**EXERCISE PROMPT**.
Word for word, return the lines from the top of the listing to the line containing "pub fn notice_time_now()", both ends included, and no others.

**PROVIDED ENTRIES**.
◇ ◇ ◇ ◇
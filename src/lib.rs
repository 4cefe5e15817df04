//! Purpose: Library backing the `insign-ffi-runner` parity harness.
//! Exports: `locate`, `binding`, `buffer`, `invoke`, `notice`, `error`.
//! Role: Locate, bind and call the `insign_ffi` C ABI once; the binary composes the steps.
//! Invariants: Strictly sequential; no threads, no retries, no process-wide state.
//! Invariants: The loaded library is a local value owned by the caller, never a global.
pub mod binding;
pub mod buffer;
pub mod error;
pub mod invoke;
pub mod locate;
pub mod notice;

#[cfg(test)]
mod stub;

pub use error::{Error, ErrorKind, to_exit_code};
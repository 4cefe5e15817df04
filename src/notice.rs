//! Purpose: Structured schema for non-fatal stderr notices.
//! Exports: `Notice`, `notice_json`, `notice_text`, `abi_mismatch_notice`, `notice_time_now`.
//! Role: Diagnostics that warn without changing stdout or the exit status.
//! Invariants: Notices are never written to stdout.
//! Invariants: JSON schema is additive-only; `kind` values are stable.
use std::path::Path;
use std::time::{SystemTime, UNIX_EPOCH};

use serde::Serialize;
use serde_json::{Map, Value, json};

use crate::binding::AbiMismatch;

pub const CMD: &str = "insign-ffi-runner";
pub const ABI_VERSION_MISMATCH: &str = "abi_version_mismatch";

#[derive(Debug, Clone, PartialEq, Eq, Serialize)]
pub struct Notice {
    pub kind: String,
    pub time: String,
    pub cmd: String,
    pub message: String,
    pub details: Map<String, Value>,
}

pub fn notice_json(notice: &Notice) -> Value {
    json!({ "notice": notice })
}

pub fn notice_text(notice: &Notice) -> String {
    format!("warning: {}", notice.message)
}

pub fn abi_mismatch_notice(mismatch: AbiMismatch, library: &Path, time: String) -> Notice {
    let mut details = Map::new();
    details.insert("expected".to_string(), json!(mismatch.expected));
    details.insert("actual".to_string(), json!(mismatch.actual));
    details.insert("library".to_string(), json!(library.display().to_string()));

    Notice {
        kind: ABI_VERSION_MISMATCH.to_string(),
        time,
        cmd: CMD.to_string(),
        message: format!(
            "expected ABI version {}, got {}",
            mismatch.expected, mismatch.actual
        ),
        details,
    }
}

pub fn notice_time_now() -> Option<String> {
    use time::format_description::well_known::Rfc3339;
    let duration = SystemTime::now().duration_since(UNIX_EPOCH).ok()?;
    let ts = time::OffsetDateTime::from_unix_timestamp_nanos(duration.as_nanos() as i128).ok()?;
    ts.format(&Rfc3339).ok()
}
◇ ◇ ◇ ◇
**RESULT**.
filename src/lib.rs
repository 4cefe5e15817df04
//! Purpose: Library backing the `insign-ffi-runner` parity harness.
//! Exports: `locate`, `binding`, `buffer`, `invoke`, `notice`, `error`.
//! Role: Locate, bind and call the `insign_ffi` C ABI once; the binary composes the steps.
//! Invariants: Strictly sequential; no threads, no retries, no process-wide state.
//! Invariants: The loaded library is a local value owned by the caller, never a global.
pub mod binding;
pub mod buffer;
pub mod error;
pub mod invoke;
pub mod locate;
pub mod notice;

#[cfg(test)]
mod stub;

pub use error::{Error, ErrorKind, to_exit_code};
repository 4cefe5e15817df04
filename src/notice.rs
//! Purpose: Structured schema for non-fatal stderr notices.
//! Exports: `Notice`, `notice_json`, `notice_text`, `abi_mismatch_notice`, `notice_time_now`.
//! Role: Diagnostics that warn without changing stdout or the exit status.
//! Invariants: Notices are never written to stdout.
//! Invariants: JSON schema is additive-only; `kind` values are stable.
use std::path::Path;
use std::time::{SystemTime, UNIX_EPOCH};

use serde::Serialize;
use serde_json::{Map, Value, json};

use crate::binding::AbiMismatch;

pub const CMD: &str = "insign-ffi-runner";
pub const ABI_VERSION_MISMATCH: &str = "abi_version_mismatch";

#[derive(Debug, Clone, PartialEq, Eq, Serialize)]
pub struct Notice {
    pub kind: String,
    pub time: String,
    pub cmd: String,
    pub message: String,
    pub details: Map<String, Value>,
}

pub fn notice_json(notice: &Notice) -> Value {
    json!({ "notice": notice })
}

pub fn notice_text(notice: &Notice) -> String {
    format!("warning: {}", notice.message)
}

pub fn abi_mismatch_notice(mismatch: AbiMismatch, library: &Path, time: String) -> Notice {
    let mut details = Map::new();
    details.insert("expected".to_string(), json!(mismatch.expected));
    details.insert("actual".to_string(), json!(mismatch.actual));
    details.insert("library".to_string(), json!(library.display().to_string()));

    Notice {
        kind: ABI_VERSION_MISMATCH.to_string(),
        time,
        cmd: CMD.to_string(),
        message: format!(
            "expected ABI version {}, got {}",
            mismatch.expected, mismatch.actual
        ),
        details,
    }
}

pub fn notice_time_now() -> Option<String> {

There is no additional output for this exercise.